From the data below, return the exact lines starting at the line containing "filename src/engine/mod.rs" and ending at the line containing "pub mod fills;", both included, and nothing else.

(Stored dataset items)

——

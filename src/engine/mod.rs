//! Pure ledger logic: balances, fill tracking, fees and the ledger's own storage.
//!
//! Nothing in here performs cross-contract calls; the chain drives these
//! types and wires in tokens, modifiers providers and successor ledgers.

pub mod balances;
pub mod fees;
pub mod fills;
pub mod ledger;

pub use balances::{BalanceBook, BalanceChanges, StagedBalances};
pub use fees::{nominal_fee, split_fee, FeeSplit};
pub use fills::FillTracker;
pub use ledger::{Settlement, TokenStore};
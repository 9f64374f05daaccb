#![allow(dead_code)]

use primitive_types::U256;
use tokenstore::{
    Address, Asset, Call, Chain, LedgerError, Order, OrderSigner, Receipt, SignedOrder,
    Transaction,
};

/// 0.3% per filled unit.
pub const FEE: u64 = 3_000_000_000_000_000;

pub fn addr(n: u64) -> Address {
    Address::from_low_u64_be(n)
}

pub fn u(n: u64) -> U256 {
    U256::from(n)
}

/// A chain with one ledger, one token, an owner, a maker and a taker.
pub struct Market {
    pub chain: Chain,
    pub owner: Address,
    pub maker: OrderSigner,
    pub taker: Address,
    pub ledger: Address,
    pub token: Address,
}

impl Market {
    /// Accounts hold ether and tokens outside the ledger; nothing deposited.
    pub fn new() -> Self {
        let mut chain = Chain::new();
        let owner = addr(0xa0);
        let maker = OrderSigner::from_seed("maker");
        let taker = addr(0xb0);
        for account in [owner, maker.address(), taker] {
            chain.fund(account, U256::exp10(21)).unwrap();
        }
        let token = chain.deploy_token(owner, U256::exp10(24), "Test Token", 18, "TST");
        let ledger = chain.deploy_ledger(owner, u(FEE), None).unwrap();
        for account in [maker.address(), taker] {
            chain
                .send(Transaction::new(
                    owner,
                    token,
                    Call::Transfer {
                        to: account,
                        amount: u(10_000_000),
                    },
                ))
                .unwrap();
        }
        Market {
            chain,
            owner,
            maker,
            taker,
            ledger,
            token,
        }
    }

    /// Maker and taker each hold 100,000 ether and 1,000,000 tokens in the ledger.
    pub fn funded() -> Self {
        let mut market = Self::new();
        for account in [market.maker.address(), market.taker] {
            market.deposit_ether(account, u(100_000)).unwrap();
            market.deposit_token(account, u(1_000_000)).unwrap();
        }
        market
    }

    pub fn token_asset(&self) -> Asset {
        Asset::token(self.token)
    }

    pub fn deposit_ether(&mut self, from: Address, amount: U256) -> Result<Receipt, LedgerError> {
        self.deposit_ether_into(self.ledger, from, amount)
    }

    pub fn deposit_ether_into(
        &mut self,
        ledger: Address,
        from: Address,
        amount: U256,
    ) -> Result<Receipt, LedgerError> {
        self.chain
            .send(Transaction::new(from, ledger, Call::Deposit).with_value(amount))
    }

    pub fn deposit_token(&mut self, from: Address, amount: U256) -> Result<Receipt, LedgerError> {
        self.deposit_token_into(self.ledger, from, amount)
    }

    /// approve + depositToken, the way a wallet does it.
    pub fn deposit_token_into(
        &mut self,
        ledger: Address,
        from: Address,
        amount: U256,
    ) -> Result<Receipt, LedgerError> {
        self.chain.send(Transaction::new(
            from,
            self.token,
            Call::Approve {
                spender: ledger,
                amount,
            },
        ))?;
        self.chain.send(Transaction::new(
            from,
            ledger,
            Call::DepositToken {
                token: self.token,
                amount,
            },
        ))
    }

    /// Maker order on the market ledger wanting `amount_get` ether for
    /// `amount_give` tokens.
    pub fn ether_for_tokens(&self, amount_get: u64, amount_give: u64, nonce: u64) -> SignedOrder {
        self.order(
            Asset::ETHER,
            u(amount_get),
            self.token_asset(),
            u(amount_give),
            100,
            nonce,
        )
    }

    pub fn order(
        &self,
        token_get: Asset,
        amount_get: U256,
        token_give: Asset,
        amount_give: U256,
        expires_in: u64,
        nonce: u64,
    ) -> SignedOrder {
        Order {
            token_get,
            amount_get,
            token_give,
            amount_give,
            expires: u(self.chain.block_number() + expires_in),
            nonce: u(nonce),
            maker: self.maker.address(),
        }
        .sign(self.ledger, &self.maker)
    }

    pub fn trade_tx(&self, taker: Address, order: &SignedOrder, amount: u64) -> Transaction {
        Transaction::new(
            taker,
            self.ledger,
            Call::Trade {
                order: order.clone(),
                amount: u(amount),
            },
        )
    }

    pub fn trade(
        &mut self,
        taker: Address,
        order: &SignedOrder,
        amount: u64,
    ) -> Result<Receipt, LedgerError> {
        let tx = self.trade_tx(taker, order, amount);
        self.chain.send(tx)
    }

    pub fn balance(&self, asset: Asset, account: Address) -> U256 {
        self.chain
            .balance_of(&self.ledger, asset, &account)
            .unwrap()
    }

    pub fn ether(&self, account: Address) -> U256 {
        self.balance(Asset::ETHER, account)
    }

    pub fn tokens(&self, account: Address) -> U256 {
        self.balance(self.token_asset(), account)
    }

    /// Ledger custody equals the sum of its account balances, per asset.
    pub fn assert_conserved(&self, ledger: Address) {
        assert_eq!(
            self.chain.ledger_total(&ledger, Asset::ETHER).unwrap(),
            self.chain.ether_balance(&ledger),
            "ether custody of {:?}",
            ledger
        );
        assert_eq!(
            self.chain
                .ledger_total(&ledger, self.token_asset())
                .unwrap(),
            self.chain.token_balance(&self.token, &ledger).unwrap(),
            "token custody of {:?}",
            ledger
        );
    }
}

——

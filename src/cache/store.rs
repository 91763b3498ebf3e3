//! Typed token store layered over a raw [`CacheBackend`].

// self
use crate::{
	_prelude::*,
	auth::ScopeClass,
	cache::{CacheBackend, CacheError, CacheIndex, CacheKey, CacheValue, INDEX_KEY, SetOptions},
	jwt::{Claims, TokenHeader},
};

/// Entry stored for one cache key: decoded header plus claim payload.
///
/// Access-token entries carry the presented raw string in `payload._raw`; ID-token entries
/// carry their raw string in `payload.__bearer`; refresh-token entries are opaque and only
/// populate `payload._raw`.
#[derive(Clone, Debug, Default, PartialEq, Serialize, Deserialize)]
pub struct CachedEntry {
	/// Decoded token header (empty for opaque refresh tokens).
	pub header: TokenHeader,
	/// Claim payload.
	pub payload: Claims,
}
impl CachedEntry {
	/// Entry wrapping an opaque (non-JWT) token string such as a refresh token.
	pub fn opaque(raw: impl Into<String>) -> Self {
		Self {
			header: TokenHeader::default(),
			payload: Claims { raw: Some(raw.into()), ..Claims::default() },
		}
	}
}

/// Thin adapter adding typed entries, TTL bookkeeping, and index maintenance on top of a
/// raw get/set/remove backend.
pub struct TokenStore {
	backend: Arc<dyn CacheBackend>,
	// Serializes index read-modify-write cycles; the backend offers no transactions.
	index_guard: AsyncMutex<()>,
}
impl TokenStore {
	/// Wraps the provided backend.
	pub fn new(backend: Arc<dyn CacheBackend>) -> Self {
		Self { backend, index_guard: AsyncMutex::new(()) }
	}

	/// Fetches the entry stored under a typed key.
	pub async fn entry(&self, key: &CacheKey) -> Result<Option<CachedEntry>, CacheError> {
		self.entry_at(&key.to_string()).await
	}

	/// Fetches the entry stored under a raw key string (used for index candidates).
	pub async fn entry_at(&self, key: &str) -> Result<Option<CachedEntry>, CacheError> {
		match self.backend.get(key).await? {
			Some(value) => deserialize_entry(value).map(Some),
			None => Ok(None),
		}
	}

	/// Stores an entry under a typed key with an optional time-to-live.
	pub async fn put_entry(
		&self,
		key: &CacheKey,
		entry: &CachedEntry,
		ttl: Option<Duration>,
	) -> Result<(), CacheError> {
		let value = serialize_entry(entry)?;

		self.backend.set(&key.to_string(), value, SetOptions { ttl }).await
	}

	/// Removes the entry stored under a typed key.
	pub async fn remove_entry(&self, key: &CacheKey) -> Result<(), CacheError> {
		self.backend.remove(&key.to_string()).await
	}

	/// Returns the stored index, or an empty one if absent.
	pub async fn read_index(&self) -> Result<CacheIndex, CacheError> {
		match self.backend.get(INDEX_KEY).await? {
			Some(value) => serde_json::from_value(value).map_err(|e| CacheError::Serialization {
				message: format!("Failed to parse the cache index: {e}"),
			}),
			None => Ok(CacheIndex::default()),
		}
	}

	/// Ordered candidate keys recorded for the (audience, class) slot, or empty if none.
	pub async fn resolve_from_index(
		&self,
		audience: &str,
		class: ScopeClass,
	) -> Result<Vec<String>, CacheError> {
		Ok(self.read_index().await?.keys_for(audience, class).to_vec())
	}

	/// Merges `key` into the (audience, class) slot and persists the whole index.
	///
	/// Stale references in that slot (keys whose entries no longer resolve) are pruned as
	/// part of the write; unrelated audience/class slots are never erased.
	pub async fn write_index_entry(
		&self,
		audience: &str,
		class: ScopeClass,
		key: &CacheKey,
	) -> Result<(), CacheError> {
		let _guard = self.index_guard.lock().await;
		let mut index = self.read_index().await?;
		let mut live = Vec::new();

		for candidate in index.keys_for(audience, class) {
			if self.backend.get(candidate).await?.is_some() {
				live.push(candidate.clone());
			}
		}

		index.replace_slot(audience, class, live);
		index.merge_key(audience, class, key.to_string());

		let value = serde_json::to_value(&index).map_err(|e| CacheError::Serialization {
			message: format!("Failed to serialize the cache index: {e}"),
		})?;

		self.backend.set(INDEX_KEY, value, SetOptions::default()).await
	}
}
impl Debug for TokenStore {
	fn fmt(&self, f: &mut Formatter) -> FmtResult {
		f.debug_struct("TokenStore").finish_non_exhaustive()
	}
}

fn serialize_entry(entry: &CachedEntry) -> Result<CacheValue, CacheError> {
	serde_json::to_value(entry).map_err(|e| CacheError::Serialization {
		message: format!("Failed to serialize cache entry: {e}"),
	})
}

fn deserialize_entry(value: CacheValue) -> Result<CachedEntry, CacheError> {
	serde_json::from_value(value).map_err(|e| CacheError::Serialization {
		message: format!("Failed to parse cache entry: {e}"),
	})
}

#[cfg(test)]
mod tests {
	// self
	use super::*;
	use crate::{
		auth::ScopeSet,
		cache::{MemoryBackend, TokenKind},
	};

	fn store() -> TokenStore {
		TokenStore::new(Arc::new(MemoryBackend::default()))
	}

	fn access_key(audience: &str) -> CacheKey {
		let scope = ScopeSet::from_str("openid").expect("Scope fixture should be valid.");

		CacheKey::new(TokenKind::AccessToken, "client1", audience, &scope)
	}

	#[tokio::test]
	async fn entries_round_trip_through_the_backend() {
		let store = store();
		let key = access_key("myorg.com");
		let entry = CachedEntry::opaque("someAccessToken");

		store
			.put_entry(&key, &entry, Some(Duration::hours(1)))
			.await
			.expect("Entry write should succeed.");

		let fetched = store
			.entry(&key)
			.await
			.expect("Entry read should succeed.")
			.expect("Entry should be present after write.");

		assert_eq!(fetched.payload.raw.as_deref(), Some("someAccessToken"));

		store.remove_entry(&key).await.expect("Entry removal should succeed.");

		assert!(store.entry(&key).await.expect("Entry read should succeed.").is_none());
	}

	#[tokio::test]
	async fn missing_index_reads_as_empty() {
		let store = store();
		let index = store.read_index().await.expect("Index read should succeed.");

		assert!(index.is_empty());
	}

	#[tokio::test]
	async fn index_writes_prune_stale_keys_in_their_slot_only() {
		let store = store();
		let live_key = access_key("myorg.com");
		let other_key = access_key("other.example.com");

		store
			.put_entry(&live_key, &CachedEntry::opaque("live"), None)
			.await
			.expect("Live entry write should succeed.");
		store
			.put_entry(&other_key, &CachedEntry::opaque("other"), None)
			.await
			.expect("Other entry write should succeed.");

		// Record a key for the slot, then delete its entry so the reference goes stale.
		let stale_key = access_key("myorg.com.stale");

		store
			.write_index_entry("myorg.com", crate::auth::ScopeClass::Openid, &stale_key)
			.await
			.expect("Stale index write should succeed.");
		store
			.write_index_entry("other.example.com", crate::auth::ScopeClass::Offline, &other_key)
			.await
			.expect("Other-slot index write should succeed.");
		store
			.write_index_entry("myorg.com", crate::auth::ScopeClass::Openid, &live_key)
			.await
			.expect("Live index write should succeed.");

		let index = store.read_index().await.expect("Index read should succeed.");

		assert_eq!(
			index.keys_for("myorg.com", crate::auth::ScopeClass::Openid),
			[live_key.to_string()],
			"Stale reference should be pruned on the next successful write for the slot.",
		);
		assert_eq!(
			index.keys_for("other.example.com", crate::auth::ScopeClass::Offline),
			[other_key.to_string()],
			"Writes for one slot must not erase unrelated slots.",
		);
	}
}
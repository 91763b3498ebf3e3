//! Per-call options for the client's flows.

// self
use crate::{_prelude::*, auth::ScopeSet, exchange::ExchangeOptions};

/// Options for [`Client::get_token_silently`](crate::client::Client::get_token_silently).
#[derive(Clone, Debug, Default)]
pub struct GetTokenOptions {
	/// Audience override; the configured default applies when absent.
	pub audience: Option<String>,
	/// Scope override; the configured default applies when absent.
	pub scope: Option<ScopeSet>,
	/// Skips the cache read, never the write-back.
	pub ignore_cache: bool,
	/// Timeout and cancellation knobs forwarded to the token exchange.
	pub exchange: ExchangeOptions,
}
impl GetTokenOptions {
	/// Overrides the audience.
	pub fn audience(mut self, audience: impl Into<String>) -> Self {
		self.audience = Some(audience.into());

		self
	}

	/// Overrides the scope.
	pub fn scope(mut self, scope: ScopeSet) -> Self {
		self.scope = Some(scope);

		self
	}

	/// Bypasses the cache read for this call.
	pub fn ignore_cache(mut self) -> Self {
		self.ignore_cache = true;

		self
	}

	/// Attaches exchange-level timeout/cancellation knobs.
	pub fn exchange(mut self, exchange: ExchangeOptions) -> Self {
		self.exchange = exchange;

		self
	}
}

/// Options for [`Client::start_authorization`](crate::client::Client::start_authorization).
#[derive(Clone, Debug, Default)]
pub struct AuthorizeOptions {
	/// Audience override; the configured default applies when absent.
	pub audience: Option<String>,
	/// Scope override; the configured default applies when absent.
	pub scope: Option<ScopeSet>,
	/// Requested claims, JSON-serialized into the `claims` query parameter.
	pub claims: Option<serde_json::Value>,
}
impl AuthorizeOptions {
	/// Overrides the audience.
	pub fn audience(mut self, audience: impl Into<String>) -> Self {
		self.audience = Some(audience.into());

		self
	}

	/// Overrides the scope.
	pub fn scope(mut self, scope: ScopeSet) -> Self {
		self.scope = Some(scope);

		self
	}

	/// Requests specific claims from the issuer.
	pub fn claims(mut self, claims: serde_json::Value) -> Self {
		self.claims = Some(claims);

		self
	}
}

——

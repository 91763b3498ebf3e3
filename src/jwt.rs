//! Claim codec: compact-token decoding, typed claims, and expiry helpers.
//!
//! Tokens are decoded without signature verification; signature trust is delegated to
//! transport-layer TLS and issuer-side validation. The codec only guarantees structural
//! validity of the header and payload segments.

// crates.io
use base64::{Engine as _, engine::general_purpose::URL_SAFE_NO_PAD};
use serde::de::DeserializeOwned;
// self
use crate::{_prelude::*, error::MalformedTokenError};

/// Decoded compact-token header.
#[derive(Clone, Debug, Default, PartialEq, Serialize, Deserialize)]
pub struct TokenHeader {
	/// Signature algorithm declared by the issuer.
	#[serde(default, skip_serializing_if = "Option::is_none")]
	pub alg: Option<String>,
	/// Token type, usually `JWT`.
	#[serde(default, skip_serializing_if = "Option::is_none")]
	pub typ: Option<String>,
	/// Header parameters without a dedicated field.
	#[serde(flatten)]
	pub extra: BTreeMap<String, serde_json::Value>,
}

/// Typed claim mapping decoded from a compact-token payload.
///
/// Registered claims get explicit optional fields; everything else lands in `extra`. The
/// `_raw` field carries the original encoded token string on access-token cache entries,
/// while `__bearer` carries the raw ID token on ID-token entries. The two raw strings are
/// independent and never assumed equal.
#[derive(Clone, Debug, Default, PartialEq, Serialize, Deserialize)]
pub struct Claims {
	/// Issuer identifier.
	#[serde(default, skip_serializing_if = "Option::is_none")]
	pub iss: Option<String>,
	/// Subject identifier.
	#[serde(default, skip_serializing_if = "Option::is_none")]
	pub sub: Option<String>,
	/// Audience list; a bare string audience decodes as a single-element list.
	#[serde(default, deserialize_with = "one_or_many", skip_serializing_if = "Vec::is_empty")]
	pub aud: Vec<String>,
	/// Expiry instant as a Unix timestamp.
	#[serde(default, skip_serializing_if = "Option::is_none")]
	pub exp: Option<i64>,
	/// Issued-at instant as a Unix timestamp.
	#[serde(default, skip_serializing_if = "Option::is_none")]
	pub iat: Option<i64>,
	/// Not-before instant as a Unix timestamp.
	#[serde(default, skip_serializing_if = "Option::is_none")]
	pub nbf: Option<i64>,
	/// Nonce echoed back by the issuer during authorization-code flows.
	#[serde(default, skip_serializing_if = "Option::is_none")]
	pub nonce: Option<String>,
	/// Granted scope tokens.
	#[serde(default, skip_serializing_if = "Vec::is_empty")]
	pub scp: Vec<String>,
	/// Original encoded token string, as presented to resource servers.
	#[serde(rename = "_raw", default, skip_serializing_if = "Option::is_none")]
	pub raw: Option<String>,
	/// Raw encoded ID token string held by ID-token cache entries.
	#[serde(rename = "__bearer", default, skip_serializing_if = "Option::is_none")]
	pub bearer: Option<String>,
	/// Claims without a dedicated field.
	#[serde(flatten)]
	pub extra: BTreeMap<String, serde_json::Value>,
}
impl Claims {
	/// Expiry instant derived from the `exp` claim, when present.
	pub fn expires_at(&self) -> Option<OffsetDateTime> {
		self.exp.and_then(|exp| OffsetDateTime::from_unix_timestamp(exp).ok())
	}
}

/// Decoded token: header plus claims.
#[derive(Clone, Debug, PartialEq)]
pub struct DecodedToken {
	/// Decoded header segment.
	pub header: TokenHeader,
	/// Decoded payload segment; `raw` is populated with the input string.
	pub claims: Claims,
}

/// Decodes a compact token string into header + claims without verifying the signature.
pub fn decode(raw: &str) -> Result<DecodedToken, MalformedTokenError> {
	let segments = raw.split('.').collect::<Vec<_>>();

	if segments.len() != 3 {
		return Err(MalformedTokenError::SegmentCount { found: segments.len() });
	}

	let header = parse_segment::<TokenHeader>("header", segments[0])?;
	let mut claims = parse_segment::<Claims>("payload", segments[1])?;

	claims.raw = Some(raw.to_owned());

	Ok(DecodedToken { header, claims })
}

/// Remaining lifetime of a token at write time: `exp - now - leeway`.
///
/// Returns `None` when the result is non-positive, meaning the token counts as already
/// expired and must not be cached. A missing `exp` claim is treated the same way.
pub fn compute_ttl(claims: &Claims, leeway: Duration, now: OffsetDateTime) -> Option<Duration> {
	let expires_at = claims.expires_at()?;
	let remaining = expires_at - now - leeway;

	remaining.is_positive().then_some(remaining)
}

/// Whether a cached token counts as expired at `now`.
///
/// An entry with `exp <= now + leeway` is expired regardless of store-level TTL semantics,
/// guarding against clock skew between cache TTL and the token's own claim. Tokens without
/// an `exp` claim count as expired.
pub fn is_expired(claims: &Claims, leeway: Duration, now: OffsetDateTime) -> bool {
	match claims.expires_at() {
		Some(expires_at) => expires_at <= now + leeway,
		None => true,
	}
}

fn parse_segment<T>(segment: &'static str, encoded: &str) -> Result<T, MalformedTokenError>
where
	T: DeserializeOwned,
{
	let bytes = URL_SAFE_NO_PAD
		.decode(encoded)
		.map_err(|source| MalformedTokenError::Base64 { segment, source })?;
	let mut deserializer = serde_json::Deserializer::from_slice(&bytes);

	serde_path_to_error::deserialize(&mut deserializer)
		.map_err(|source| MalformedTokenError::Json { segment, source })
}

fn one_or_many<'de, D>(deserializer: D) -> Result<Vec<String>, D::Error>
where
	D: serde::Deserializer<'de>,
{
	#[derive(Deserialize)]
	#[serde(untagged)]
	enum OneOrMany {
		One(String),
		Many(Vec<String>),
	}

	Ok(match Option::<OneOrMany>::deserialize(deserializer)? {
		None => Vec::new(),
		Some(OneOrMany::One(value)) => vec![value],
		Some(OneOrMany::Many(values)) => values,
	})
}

——

» WRITTEN RESPONSE:
filename src/engine/mod.rs
//! Pure ledger logic: balances, fill tracking, fees and the ledger's own storage.
//!
//! Nothing in here performs cross-contract calls; the chain drives these
//! types and wires in tokens, modifiers providers and successor ledgers.

pub mod balances;
pub mod fees;
pub mod fills;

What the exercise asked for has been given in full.